Precise and scarless genome modification in Escherichia coli using transposase

Various methods have been developed for gene disruption, however, the requirement of extra in vitro manipulation steps or the residual presence of a scar sequence in the host chromosome limits the use of such methods for some purposes. By utilizing the unique properties of ISHp608, we have developed a simple and precise method for genome manipulation in Escherichia coli that alters the gene sequence without leaving foreign DNA in the chromosome. This strategy involves PCR amplification of a DNA cassette containing the transposase recognition sequence surrounding the antibiotic resistance gene and a counterselection marker by using primers containing extensions homologous to the adjacent regions of the target gene on chromosome. The λ Red mediated recombination of the PCR product and antibiotic resistance screening results in transformants with modified gene target.

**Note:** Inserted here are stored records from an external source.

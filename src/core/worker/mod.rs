//! Queue workers
//!
//! - [`pipeline`] - A single run of the mapping pipeline for one job
//! - [`pool`] - Concurrent workers, lease reaper and graceful shutdown

pub mod pipeline;
pub mod pool;

pub use pipeline::{execute, transform_record, JobRunner, RunOutcome, Transformed};
pub use pool::{PoolSummary, WorkerPool};
// MedBridge - Healthcare Integration Pipeline
// Copyright (c) 2025 MedBridge Contributors
// Licensed under the MIT License

//! # MedBridge - Healthcare Integration Pipeline
//!
//! MedBridge ingests healthcare records in proprietary shapes, maps them to
//! standardized clinical resources, validates the result, and reports status
//! back to the submitting system without losing or duplicating work.
//!
//! ## Overview
//!
//! This library provides:
//! - **Queueing** submissions idempotently by message ID
//! - **Leasing** jobs to a pool of workers, at most one worker per job
//! - **Mapping** records with declarative rules and named transforms
//! - **Validating** mapped resources with per-kind rule sets
//! - **Retrying** failures with exponential backoff and a dead-letter state
//!
//! ## Architecture
//!
//! - [`cli`] - Command-line interface and argument parsing
//! - [`core`] - Pipeline logic (mapping, validation, queue, workers, status)
//! - [`adapters`] - Job, mapping and stats stores (in-memory, PostgreSQL)
//! - [`sinks`] - Alert and audit side channels
//! - [`domain`] - Core domain types and errors
//! - [`config`] - Configuration management
//! - [`logging`] - Structured logging
//!
//! ## Quick Start
//!
//! ```rust,no_run
//! use medbridge::config::load_config;
//! use medbridge::core::services::PipelineServices;
//! use medbridge::core::worker::WorkerPool;
//! use medbridge::domain::SubmitRequest;
//!
//! #[tokio::main]
//! async fn main() -> Result<(), Box<dyn std::error::Error>> {
//!     let config = load_config("medbridge.toml")?;
//!     let services = PipelineServices::from_config(&config).await?;
//!     let pool = WorkerPool::new(services, &config.queue);
//!
//!     let request: SubmitRequest = serde_json::from_str(r#"{
//!         "clientId": "clinic-a",
//!         "mappingId": "body-temperature",
//!         "sourceData": {"patientId": "123", "temperature": "37.8"},
//!         "encryptionKeyRef": "clinic-a"
//!     }"#)?;
//!     let receipt = pool.broker().submit(request, chrono::Utc::now()).await?;
//!     println!("Queued {}", receipt.message_id);
//!
//!     pool.drain().await?;
//!     Ok(())
//! }
//! ```
//!
//! ## Mapping
//!
//! A mapping is an ordered list of rules. Each rule reads a dot-separated
//! source path, optionally runs a named transform, coerces the value, and
//! writes it at a target path. Problems are collected, not raised:
//!
//! ```rust
//! use medbridge::core::mapping::{presets, MappingEngine};
//! use serde_json::json;
//!
//! let source = json!({"id": "p1", "gender": "F"});
//! let outcome = MappingEngine::default().map(
//!     source.as_object().unwrap(),
//!     &presets::basic_patient(),
//! );
//! assert_eq!(outcome.target["gender"], "female");
//! assert_eq!(outcome.errors, vec!["Required field missing: familyName"]);
//! ```
//!
//! ## Error Handling
//!
//! MedBridge uses [`domain::MedbridgeError`] for all errors. Pipeline
//! failures never reach the submitter as errors; they become retries, a
//! dead-lettered job, or a `failed` status with the collected messages.

pub mod adapters;
pub mod cli;
pub mod config;
pub mod core;
pub mod domain;
pub mod logging;
pub mod sinks;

The inserted DNA cassette containing antibiotic resistance gene and counterselection marker can then be excised by using a temperature sensitive plasmid expressing the transposase, which precisely cleaves at the recognition sequence without leaving behind a scar sequence. To demonstrate the wider applicability of this technique, we carried out lacZ gene point mutation repair, two precise disruptions of lacZ gene and constructed a library of lacZ variants having variable β-galactosidase activity by changing its ribosome binding site sequences. This technique can be used in E. coli genome engineering and extended for use in other bacteria.